Vous m'aviez juré, il n'y a pas un an n'avoir rien fait aux
Buttes-Chaumont.» «J'avais peur de vous faire de la peine.» Comme je
l'ai dit je pensai, beaucoup plus tard seulement, qu'au contraire, cette
seconde fois, le jour des aveux, Andrée avait cherché à me faire de
la peine. Et j'en aurais eu tout de suite, pendant qu'elle parlait,
l'idée, parce que j'en aurais éprouvé le besoin, si j'avais encore
autant aimé Albertine. Mais les paroles d'Andrée ne me faisaient pas
assez mal pour qu'il me fût indispensable de les juger immédiatement
mensongères. En somme si ce que disait Andrée était vrai, et je n'en
doutai pas d'abord, l'Albertine réelle que je découvrais, après avoir
connu tant d'apparences diverses d'Albertine, différait fort peu de la
fille orgiaque surgie et devinée, le premier jour, sur la digue de
Balbec et qui m'avait successivement offert tant d'aspects, comme
modifie tour à tour la disposition de ses édifices jusqu'à écraser,
à effacer le monument capital qu'on voyait seul dans le lointain, une
ville dont on approche, mais dont finalement quand on la connaît bien
et qu'on la juge exactement, les proportions vraies étaient celles que
la perspective du premier coup d'œil avait indiquées, le reste, par
où on avait passé, n'étant que cette série successive de lignes de
défense que tout être élève contre notre vision et qu'il faut
franchir l'une après l'autre, au prix de combien de souffrances, avant
d'arriver au cœur.

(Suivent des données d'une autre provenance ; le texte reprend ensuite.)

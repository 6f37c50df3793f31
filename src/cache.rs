//! Token cache layout on top of a durable [`StorageBackend`].
//!
//! Every key starts with the configured prefix:
//!
//! - `entry.{resource}`: JSON [`CacheEntry`] (token + expiry, written as one value)
//! - `error.{resource}`: last renewal error for the resource
//! - `renew.{state}`: JSON [`RenewalMarker`] for an in-flight silent renewal
//! - `login.state`, `login.nonce`, `login.error`, `login.request`: interactive login bookkeeping
//! - `id_token`: raw ID token of the signed-in user
//!
//! Writes go straight to the backend. Keys are independent; there is no multi-key transaction.

// self
use crate::{
	_prelude::*,
	auth::{CacheEntry, ResourceId, TokenSecret},
	store::{StorageBackend, StoreError},
};

const ENTRY: &str = "entry.";
const ERROR: &str = "error.";
const RENEW: &str = "renew.";
const LOGIN_STATE: &str = "login.state";
const LOGIN_NONCE: &str = "login.nonce";
const LOGIN_ERROR: &str = "login.error";
const LOGIN_REQUEST: &str = "login.request";
const ID_TOKEN: &str = "id_token";

/// Durable record of a silent renewal that is waiting for a provider response.
///
/// Persisting the marker lets any context sharing the storage (for example the hidden frame
/// the response lands in) recognise the `state` and store the token it carries.
#[derive(Clone, Debug, PartialEq, Eq, Serialize, Deserialize)]
pub struct RenewalMarker {
	/// Resource being renewed.
	pub resource: ResourceId,
	/// Nonce sent with ID-token renewals.
	#[serde(default, skip_serializing_if = "Option::is_none")]
	pub nonce: Option<String>,
	/// When the renewal was started.
	#[serde(with = "time::serde::timestamp")]
	pub started_at: OffsetDateTime,
}

/// Persistent token cache keyed by resource.
#[derive(Clone)]
pub struct TokenStore {
	backend: Arc<dyn StorageBackend>,
	prefix: String,
	skew: Duration,
}
impl TokenStore {
	/// Creates a store that namespaces keys under `prefix` and applies `skew` on validity checks.
	pub fn new(
		backend: Arc<dyn StorageBackend>,
		prefix: impl Into<String>,
		skew: Duration,
	) -> Self {
		Self { backend, prefix: prefix.into(), skew }
	}

	/// Skew subtracted from expiry by [`TokenStore::is_valid`].
	pub fn skew(&self) -> Duration {
		self.skew
	}

	/// Returns the stored entry for `resource`, valid or not.
	pub fn get(&self, resource: &ResourceId) -> Result<Option<CacheEntry>, StoreError> {
		self.read_json(&self.key(ENTRY, resource))
	}

	/// Overwrites the entry for `resource`.
	pub fn put(
		&self,
		resource: &ResourceId,
		token: TokenSecret,
		expires_at: OffsetDateTime,
	) -> Result<CacheEntry, StoreError> {
		let entry = CacheEntry::new(resource.clone(), token, expires_at);

		self.write_json(&self.key(ENTRY, resource), &entry)?;

		Ok(entry)
	}

	/// `true` iff `now < entry.expires_at - skew`.
	pub fn is_valid(&self, entry: &CacheEntry, now: OffsetDateTime) -> bool {
		entry.is_valid_at(now, self.skew)
	}

	/// Returns the token for `resource` only if it is still valid at `now`.
	pub fn valid_entry(
		&self,
		resource: &ResourceId,
		now: OffsetDateTime,
	) -> Result<Option<CacheEntry>, StoreError> {
		Ok(self.get(resource)?.filter(|entry| self.is_valid(entry, now)))
	}

	/// Removes every key under the prefix.
	pub fn clear(&self) -> Result<(), StoreError> {
		for key in self.backend.keys()? {
			if key.starts_with(&self.prefix) {
				self.backend.remove_item(&key)?;
			}
		}

		Ok(())
	}

	/// Removes the entry and error record for `resource`.
	pub fn clear_resource(&self, resource: &ResourceId) -> Result<(), StoreError> {
		self.backend.remove_item(&self.key(ENTRY, resource))?;
		self.backend.remove_item(&self.key(ERROR, resource))
	}

	/// Last renewal error recorded for `resource`.
	pub fn error(&self, resource: &ResourceId) -> Result<Option<String>, StoreError> {
		self.backend.get_item(&self.key(ERROR, resource))
	}

	/// Records a renewal error for `resource`, replacing the previous one.
	pub fn set_error(&self, resource: &ResourceId, error: &str) -> Result<(), StoreError> {
		self.backend.set_item(&self.key(ERROR, resource), error)
	}

	/// Clears the renewal error for `resource`.
	pub fn clear_error(&self, resource: &ResourceId) -> Result<(), StoreError> {
		self.backend.remove_item(&self.key(ERROR, resource))
	}

	/// Persists the marker for an in-flight renewal.
	pub fn put_renewal(&self, state: &str, marker: &RenewalMarker) -> Result<(), StoreError> {
		self.write_json(&self.key(RENEW, state), marker)
	}

	/// Looks up the in-flight renewal that minted `state`.
	pub fn renewal(&self, state: &str) -> Result<Option<RenewalMarker>, StoreError> {
		self.read_json(&self.key(RENEW, state))
	}

	/// Removes and returns the marker for `state`.
	pub fn take_renewal(&self, state: &str) -> Result<Option<RenewalMarker>, StoreError> {
		let marker = self.renewal(state)?;

		if marker.is_some() {
			self.backend.remove_item(&self.key(RENEW, state))?;
		}

		Ok(marker)
	}

	/// Removes every renewal marker.
	pub fn clear_renewals(&self) -> Result<(), StoreError> {
		let prefix = format!("{}{RENEW}", self.prefix);

		for key in self.backend.keys()? {
			if key.starts_with(&prefix) {
				self.backend.remove_item(&key)?;
			}
		}

		Ok(())
	}

	/// Records the state and nonce of an interactive login about to redirect.
	pub fn begin_login(&self, state: &str, nonce: &str, request: &str) -> Result<(), StoreError> {
		self.backend.set_item(&self.plain(LOGIN_STATE), state)?;
		self.backend.set_item(&self.plain(LOGIN_NONCE), nonce)?;
		self.backend.set_item(&self.plain(LOGIN_REQUEST), request)?;
		self.backend.remove_item(&self.plain(LOGIN_ERROR))
	}

	/// State of the pending interactive login, if any.
	pub fn login_state(&self) -> Result<Option<String>, StoreError> {
		self.backend.get_item(&self.plain(LOGIN_STATE))
	}

	/// Nonce of the pending interactive login, if any.
	pub fn login_nonce(&self) -> Result<Option<String>, StoreError> {
		self.backend.get_item(&self.plain(LOGIN_NONCE))
	}

	/// URL the user was on when the interactive login started.
	pub fn login_request(&self) -> Result<Option<String>, StoreError> {
		self.backend.get_item(&self.plain(LOGIN_REQUEST))
	}

	/// Clears the pending-login state and nonce once the login response is handled.
	pub fn finish_login(&self) -> Result<(), StoreError> {
		self.backend.remove_item(&self.plain(LOGIN_STATE))?;
		self.backend.remove_item(&self.plain(LOGIN_NONCE))
	}

	/// Last login error, if any.
	pub fn login_error(&self) -> Result<Option<String>, StoreError> {
		self.backend.get_item(&self.plain(LOGIN_ERROR))
	}

	/// Records a login error.
	pub fn set_login_error(&self, error: &str) -> Result<(), StoreError> {
		self.backend.set_item(&self.plain(LOGIN_ERROR), error)
	}

	/// Clears the login error.
	pub fn clear_login_error(&self) -> Result<(), StoreError> {
		self.backend.remove_item(&self.plain(LOGIN_ERROR))
	}

	/// Raw ID token of the signed-in user.
	pub fn id_token(&self) -> Result<Option<TokenSecret>, StoreError> {
		Ok(self.backend.get_item(&self.plain(ID_TOKEN))?.map(TokenSecret::new))
	}

	/// Stores the raw ID token of the signed-in user.
	pub fn set_id_token(&self, token: &TokenSecret) -> Result<(), StoreError> {
		self.backend.set_item(&self.plain(ID_TOKEN), token.expose())
	}

	fn key(&self, kind: &str, name: &str) -> String {
		format!("{}{kind}{name}", self.prefix)
	}

	fn plain(&self, name: &str) -> String {
		format!("{}{name}", self.prefix)
	}

	fn read_json<T>(&self, key: &str) -> Result<Option<T>, StoreError>
	where
		T: for<'de> Deserialize<'de>,
	{
		let Some(raw) = self.backend.get_item(key)? else {
			return Ok(None);
		};

		serde_json::from_str(&raw).map(Some).map_err(|e| StoreError::Serialization {
			message: format!("Failed to parse `{key}`: {e}"),
		})
	}

	fn write_json<T>(&self, key: &str, value: &T) -> Result<(), StoreError>
	where
		T: Serialize,
	{
		let raw = serde_json::to_string(value).map_err(|e| StoreError::Serialization {
			message: format!("Failed to serialize `{key}`: {e}"),
		})?;

		self.backend.set_item(key, &raw)
	}
}
impl Debug for TokenStore {
	fn fmt(&self, f: &mut Formatter) -> FmtResult {
		f.debug_struct("TokenStore")
			.field("prefix", &self.prefix)
			.field("skew", &self.skew)
			.finish()
	}
}

#[cfg(test)]
mod tests {
	// crates.io
	use time::macros;
	// self
	use super::*;
	use crate::store::MemoryStorage;

	fn store() -> (TokenStore, MemoryStorage) {
		let backend = MemoryStorage::default();
		let store = TokenStore::new(Arc::new(backend.clone()), "test.", Duration::seconds(5));

		(store, backend)
	}

	fn resource(value: &str) -> ResourceId {
		ResourceId::new(value).expect("Resource fixture should be valid.")
	}

	#[test]
	fn put_overwrites_and_get_reads_back() {
		let (store, _) = store();
		let api = resource("api1");
		let first = macros::datetime!(2025-01-01 01:00 UTC);
		let second = macros::datetime!(2025-01-01 02:00 UTC);

		store.put(&api, TokenSecret::new("t1"), first).expect("First put should succeed.");
		store.put(&api, TokenSecret::new("t2"), second).expect("Second put should succeed.");

		let entry = store.get(&api).expect("Get should succeed.").expect("Entry should exist.");

		assert_eq!(entry.token.expose(), "t2");
		assert_eq!(entry.expires_at, second);
		assert_eq!(entry.resource, api);
	}

	#[test]
	fn valid_entry_honours_skew() {
		let (store, _) = store();
		let api = resource("api1");
		let now = macros::datetime!(2025-01-01 00:00:00 UTC);

		store
			.put(&api, TokenSecret::new("t"), now + Duration::seconds(10))
			.expect("Put should succeed.");

		assert!(store.valid_entry(&api, now).expect("Lookup should succeed.").is_some());
		assert!(
			store
				.valid_entry(&api, now + Duration::seconds(5))
				.expect("Lookup should succeed.")
				.is_none()
		);
	}

	#[test]
	fn clear_resource_leaves_other_resources() {
		let (store, _) = store();
		let a = resource("a");
		let b = resource("b");
		let expires = macros::datetime!(2025-01-01 01:00 UTC);

		store.put(&a, TokenSecret::new("ta"), expires).expect("Put should succeed.");
		store.put(&b, TokenSecret::new("tb"), expires).expect("Put should succeed.");
		store.set_error(&a, "boom").expect("Error write should succeed.");
		store.clear_resource(&a).expect("Clear should succeed.");

		assert!(store.get(&a).expect("Get should succeed.").is_none());
		assert!(store.error(&a).expect("Error read should succeed.").is_none());
		assert!(store.get(&b).expect("Get should succeed.").is_some());
	}

	#[test]
	fn clear_only_touches_prefixed_keys() {
		let (store, backend) = store();

		backend.set_item("other.app", "keep").expect("Foreign write should succeed.");
		store
			.put(&resource("a"), TokenSecret::new("t"), macros::datetime!(2025-01-01 01:00 UTC))
			.expect("Put should succeed.");
		store.begin_login("s", "n", "https://app/").expect("Login bookkeeping should succeed.");
		store.clear().expect("Clear should succeed.");

		assert_eq!(backend.keys().expect("Key listing should succeed."), vec!["other.app"]);
	}

	#[test]
	fn renewal_markers_are_taken_once() {
		let (store, _) = store();
		let marker = RenewalMarker {
			resource: resource("api"),
			nonce: None,
			started_at: macros::datetime!(2025-01-01 00:00 UTC),
		};

		store.put_renewal("state-1", &marker).expect("Marker write should succeed.");

		assert_eq!(store.take_renewal("state-1").expect("Take should succeed."), Some(marker));
		assert_eq!(store.take_renewal("state-1").expect("Take should succeed."), None);
	}

	#[test]
	fn corrupt_entries_surface_serialization_errors() {
		let (store, backend) = store();

		backend.set_item("test.entry.api", "not json").expect("Raw write should succeed.");

		assert!(matches!(store.get(&resource("api")), Err(StoreError::Serialization { .. })));
	}
}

D'ailleurs si je n'eus pas besoin de croire
absolument à l'innocence d'Albertine parce que ma souffrance avait
diminué, je peux dire que réciproquement si je ne souffris pas trop de
cette révélation, c'est que depuis quelque temps, à la croyance que
je m'étais forgée de l'innocence d'Albertine, s'était substituée peu
à peu et sans que je m'en rendisse compte, la croyance toujours
présente en moi, en sa culpabilité. Or si je ne croyais plus à
l'innocence d'Albertine, c'est que je n'avais déjà plus le besoin, le
désir passionné d'y croire. C'est le désir qui engendre la croyance
et si nous ne nous en rendons pas compte d'habitude, c'est que la
plupart des désirs créateurs de croyances, ne finissent--contrairement
à celui qui m'avait persuadé qu'Albertine était innocente--qu'avec
nous-mêmes. À tant de preuves qui corroboraient ma version première,
j'avais stupidement préféré de simples affirmations d'Albertine.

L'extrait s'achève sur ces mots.